Hello to all. I work with someone who is majoring in Biology who hopes to become a medical doctor in time. I believe that at least at my school, calculus is not a part of the biology curriculum. I would like to know from those of you who know biology and calculus: 1) How much of a role does calculus play in biology? Are there some biological systems which are most properly modeled by calc or differential equations? 2) What about chains of biological interactions, especially those of medicines or different chemicals of the body? My intuition tells me that absorption rates and various chemical reaction rates are probably governed by differential equations. 3) Is calc eventually required to study how medicines interact with the body? I'm just a curious engineer.
Plenty of examples there. A notable use is in population genetics. For example making a mathematical model for analyzing allele frequency changing over time in a given population, or analyzing the spread of a disease in a population etc. In addition, genetic fitness always tends towards the local maxima. In fact a measure of genetic fitness uses calculus in its equation.http://en.wikipedia.org/wiki/Fitness_(biology)#Hartl.27s_Definition Also check this. As you rightly said, it also has important uses in medicine. For example, you could have brain activity or heart rate as a function of drug concentration. There are many other examples as well. Other more qualified people here will definitely help, as I am currently studying both biology and calculus.

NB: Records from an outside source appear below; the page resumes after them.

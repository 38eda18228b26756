use std::path::PathBuf;
use std::sync::Arc;
use std::time::Duration;

use async_trait::async_trait;
use url::Url;

use crate::assets::decode::decode_image;
use crate::foundation::error::{MapleError, MapleResult};
use crate::render::raster::RasterImage;

/// Where a character sprite comes from.
///
/// Serialized externally tagged: `{"url": "..."}` or `{"path": "..."}`. In-memory bytes are for
/// programmatic callers only and are skipped by serde.
#[derive(Clone, Debug, PartialEq, Eq, serde::Serialize, serde::Deserialize)]
#[serde(rename_all = "snake_case")]
pub enum ImageSource {
    /// Absolute `http(s)` URL of the rendered sprite.
    Url(String),
    /// Local file.
    Path(PathBuf),
    /// Already-fetched encoded image bytes.
    #[serde(skip)]
    Bytes(Arc<[u8]>),
}

impl ImageSource {
    /// Wrap encoded bytes.
    pub fn bytes(bytes: impl Into<Arc<[u8]>>) -> Self {
        Self::Bytes(bytes.into())
    }

    /// Short human-readable label for logs.
    pub fn describe(&self) -> String {
        match self {
            Self::Url(u) => u.clone(),
            Self::Path(p) => p.display().to_string(),
            Self::Bytes(b) => format!("<{} bytes>", b.len()),
        }
    }
}

/// Awaitable image loading boundary used by the compositor.
#[async_trait]
pub trait ImageFetcher: Send + Sync {
    /// Fetch and decode `source` into a premultiplied raster.
    async fn load(&self, source: &ImageSource) -> MapleResult<RasterImage>;
}

/// `reqwest`-backed fetcher that routes remote images through a same-origin proxy when one is
/// configured.
#[derive(Clone, Debug)]
pub struct HttpImageFetcher {
    client: reqwest::Client,
    proxy_base: Option<Url>,
}

impl HttpImageFetcher {
    /// Build a fetcher with a per-request timeout and no proxy.
    pub fn new(timeout: Duration) -> MapleResult<Self> {
        let client = reqwest::Client::builder()
            .timeout(timeout)
            .build()
            .map_err(|e| MapleError::service(format!("failed to build HTTP client: {e}")))?;
        Ok(Self {
            client,
            proxy_base: None,
        })
    }

    /// Route every remote image through `proxy_base?url=<encoded>`.
    pub fn with_proxy(mut self, proxy_base: &str) -> MapleResult<Self> {
        let base = Url::parse(proxy_base)
            .map_err(|e| MapleError::validation(format!("invalid proxy url '{proxy_base}': {e}")))?;
        self.proxy_base = Some(base);
        Ok(self)
    }

    /// The URL actually requested for a remote `source_url`.
    pub fn request_url(&self, source_url: &str) -> MapleResult<Url> {
        let parsed = Url::parse(source_url).map_err(|e| {
            MapleError::image_unavailable(format!("invalid image url '{source_url}': {e}"))
        })?;
        if !matches!(parsed.scheme(), "http" | "https") {
            return Err(MapleError::image_unavailable(format!(
                "unsupported image url scheme '{}'",
                parsed.scheme()
            )));
        }
        let Some(base) = &self.proxy_base else {
            return Ok(parsed);
        };
        let mut out = base.clone();
        let encoded = urlencoding::encode(source_url);
        let query = match base.query() {
            Some(q) if !q.is_empty() => format!("{q}&url={encoded}"),
            _ => format!("url={encoded}"),
        };
        out.set_query(Some(&query));
        Ok(out)
    }

    async fn fetch_bytes(&self, source_url: &str) -> MapleResult<Vec<u8>> {
        let url = self.request_url(source_url)?;
        let resp = self
            .client
            .get(url.clone())
            .send()
            .await
            .map_err(|e| MapleError::image_unavailable(format!("GET {url}: {e}")))?;
        let status = resp.status();
        if !status.is_success() {
            return Err(MapleError::image_unavailable(format!(
                "GET {url}: status {status}"
            )));
        }
        let body = resp
            .bytes()
            .await
            .map_err(|e| MapleError::image_unavailable(format!("GET {url}: {e}")))?;
        Ok(body.to_vec())
    }
}

#[async_trait]
impl ImageFetcher for HttpImageFetcher {
    async fn load(&self, source: &ImageSource) -> MapleResult<RasterImage> {
        match source {
            ImageSource::Url(u) => {
                let bytes = self.fetch_bytes(u).await?;
                decode_image(&bytes)
            }
            ImageSource::Path(p) => {
                let bytes = tokio::fs::read(p).await.map_err(|e| {
                    MapleError::image_unavailable(format!("read '{}': {e}", p.display()))
                })?;
                decode_image(&bytes)
            }
            ImageSource::Bytes(b) => decode_image(b),
        }
    }
}

#[cfg(test)]
#[path = "../../tests/unit/assets/fetch.rs"]
mod tests;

Doctors have little use for calculus. Biomedical researchers, OTOH, should be reasonably fluent in calculus- it's required for any physio-chemical model of a biological process (reaction rates, energetics, imaging techniques, dosimetry, physiology, etc).
if you went into pharmacy, you would have to study pharmacokinetics. http://en.wikipedia.org/wiki/Pharmacokinetics years ago, i did computer sims of some control laws for drug kinetics using state space variables and kalman filters. that's more the engineering side, but the pharmacists still need to know the underlying math even if they are using computer programs to do all the work.